── EXERCISE DATA

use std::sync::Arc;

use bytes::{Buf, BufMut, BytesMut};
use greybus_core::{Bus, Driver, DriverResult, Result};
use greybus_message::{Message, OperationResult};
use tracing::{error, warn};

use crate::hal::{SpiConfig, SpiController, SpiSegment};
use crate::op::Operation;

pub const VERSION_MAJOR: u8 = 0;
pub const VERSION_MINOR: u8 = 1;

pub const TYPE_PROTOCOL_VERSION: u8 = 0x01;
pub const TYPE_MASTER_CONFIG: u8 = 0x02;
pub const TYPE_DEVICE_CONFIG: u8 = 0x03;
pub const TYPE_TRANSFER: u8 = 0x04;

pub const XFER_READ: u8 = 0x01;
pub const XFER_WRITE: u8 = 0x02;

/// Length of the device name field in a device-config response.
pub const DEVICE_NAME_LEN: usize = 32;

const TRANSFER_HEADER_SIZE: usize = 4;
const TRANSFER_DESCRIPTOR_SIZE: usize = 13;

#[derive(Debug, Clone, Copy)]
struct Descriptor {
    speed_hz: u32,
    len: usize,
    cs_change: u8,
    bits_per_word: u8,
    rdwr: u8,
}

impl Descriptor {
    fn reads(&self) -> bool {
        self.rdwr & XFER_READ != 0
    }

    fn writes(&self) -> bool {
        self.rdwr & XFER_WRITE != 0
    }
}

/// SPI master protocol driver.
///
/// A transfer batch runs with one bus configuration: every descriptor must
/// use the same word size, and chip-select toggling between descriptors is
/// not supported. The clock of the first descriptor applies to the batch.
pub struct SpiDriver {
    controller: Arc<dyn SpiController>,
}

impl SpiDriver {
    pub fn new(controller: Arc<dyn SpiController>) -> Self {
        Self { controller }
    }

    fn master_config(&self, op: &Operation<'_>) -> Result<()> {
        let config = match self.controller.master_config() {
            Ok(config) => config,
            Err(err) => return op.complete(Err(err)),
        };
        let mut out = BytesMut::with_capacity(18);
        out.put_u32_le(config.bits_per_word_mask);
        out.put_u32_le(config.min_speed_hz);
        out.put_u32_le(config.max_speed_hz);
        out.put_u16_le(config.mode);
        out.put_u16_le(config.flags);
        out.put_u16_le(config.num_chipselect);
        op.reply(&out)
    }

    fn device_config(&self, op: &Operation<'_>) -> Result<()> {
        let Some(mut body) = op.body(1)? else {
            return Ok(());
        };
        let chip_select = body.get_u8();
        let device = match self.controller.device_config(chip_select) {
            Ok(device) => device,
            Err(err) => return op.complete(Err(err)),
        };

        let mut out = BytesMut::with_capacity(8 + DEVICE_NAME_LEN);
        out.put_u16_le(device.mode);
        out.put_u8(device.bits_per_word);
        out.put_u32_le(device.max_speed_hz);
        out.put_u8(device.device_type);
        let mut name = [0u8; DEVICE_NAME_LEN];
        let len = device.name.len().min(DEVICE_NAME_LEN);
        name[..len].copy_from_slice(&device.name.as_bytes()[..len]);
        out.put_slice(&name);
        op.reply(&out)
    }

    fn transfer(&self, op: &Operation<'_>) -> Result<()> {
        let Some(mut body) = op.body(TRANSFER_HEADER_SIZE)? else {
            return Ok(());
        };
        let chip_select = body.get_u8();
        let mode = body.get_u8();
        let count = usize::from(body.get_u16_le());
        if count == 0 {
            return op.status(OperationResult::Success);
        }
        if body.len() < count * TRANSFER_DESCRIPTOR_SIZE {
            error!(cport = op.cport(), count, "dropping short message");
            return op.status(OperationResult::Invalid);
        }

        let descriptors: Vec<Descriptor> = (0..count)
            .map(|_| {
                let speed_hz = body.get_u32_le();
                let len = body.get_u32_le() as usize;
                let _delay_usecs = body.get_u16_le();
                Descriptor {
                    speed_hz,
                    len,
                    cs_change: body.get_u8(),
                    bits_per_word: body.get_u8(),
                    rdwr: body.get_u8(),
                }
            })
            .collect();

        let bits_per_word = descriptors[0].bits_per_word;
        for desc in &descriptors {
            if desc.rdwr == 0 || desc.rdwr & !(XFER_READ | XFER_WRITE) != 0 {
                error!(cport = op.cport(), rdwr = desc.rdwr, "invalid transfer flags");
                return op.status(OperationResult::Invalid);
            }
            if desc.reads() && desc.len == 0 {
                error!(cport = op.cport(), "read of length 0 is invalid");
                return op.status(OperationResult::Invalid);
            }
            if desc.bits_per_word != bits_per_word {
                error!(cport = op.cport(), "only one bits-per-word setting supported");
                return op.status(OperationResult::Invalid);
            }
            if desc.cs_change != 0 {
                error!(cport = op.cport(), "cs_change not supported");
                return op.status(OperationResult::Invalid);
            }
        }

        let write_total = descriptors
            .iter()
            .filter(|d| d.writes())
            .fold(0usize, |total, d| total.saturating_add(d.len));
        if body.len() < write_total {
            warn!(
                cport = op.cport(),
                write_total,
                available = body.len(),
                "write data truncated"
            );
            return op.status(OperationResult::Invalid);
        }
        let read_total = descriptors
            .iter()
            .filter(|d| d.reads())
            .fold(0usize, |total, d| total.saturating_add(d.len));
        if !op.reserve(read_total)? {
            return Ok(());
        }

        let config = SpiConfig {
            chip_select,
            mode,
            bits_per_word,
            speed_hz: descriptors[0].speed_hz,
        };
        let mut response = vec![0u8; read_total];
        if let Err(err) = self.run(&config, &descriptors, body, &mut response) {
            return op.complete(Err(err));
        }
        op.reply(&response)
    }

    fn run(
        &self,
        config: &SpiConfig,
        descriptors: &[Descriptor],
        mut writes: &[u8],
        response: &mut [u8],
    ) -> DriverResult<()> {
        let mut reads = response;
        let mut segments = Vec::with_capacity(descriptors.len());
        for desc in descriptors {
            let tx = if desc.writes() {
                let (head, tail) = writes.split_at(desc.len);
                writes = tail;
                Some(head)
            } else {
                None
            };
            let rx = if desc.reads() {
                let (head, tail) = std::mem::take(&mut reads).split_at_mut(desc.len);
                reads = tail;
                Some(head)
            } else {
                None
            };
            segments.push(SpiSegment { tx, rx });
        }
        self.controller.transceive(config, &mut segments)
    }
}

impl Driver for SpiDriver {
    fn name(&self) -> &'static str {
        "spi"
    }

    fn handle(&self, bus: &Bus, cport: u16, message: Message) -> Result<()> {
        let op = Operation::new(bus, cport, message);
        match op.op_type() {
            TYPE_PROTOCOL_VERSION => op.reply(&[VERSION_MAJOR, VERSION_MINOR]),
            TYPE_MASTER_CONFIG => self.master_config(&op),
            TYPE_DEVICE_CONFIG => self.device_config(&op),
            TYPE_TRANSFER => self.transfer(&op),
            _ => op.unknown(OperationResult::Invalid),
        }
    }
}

────

| EXERCISE DETAILS |
Would you print, exactly as written, every line above from the one holding "use crate::op::Operation;" through the one holding "let mut out = BytesMut::with_capacity(18);", with both included and no other lines?

| TASK ANSWER |
use crate::op::Operation;

pub const VERSION_MAJOR: u8 = 0;
pub const VERSION_MINOR: u8 = 1;

pub const TYPE_PROTOCOL_VERSION: u8 = 0x01;
pub const TYPE_MASTER_CONFIG: u8 = 0x02;
pub const TYPE_DEVICE_CONFIG: u8 = 0x03;
pub const TYPE_TRANSFER: u8 = 0x04;

pub const XFER_READ: u8 = 0x01;
pub const XFER_WRITE: u8 = 0x02;

/// Length of the device name field in a device-config response.
pub const DEVICE_NAME_LEN: usize = 32;

const TRANSFER_HEADER_SIZE: usize = 4;
const TRANSFER_DESCRIPTOR_SIZE: usize = 13;

#[derive(Debug, Clone, Copy)]
struct Descriptor {
    speed_hz: u32,
    len: usize,
    cs_change: u8,
    bits_per_word: u8,
    rdwr: u8,
}

impl Descriptor {
    fn reads(&self) -> bool {
        self.rdwr & XFER_READ != 0
    }

    fn writes(&self) -> bool {
        self.rdwr & XFER_WRITE != 0
    }
}

/// SPI master protocol driver.
///
/// A transfer batch runs with one bus configuration: every descriptor must
/// use the same word size, and chip-select toggling between descriptors is
/// not supported. The clock of the first descriptor applies to the batch.
pub struct SpiDriver {
    controller: Arc<dyn SpiController>,
}

impl SpiDriver {
    pub fn new(controller: Arc<dyn SpiController>) -> Self {
        Self { controller }
    }

    fn master_config(&self, op: &Operation<'_>) -> Result<()> {
        let config = match self.controller.master_config() {
            Ok(config) => config,
            Err(err) => return op.complete(Err(err)),
        };
        let mut out = BytesMut::with_capacity(18);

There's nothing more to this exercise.